= Richard Redwood Deupree =

American businessman

Richard Redwood (Red) Deupree (May 7, 1885 - March 14, 1974) was an American businessman, president of Procter & Gamble and chairman of its board. He was the first Procter & Gamble president who was not a Procter or Gamble family member, and was recipient of the Henry Laurence Gantt Medal in 1959.

== Life and work ==
Deupree was born in 1885 in Norwood, Nelson County, Virginia to Richard Overton Deupree and Susan Elizabeth "Bettie" (Redwood) Deupree. His father descended from the Frenchman Thomas Du Pre, who in the early 1700s had settled in Virginia.
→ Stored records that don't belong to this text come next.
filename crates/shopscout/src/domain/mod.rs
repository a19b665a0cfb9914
//! Domain Layer
//!
//! Pure domain logic without infrastructure dependencies.
//! Contains entities, value objects, domain services, and errors.

pub mod entities;
pub mod errors;
pub mod services;
pub mod value_objects;

// Re-exports for convenience
pub use entities::*;
pub use errors::*;
pub use services::*;
pub use value_objects::*;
After a public school in Covington, Kentucky, Deupree started his career in industry as clerk at the South Covington Cincinnati Street Railway Company in 1901 at the age of 16. In 1905 he started his lifelong career at Procter & Gamble, where he was its president from 1930 to 1948, and its chairman of the board from 1948 to 1959.

In 1959 the American Management Association and the ASME awarded Deupree the annual Henry Laurence Gantt Medal.

== Selected publications ==
- Deupree, Richard Redwood. Management's Responsibilities to Employees. A Talk Before the Alumni Conference, Harvard Business School, Boston, Mass., June 12, 1948. Harvard University Press, 1948.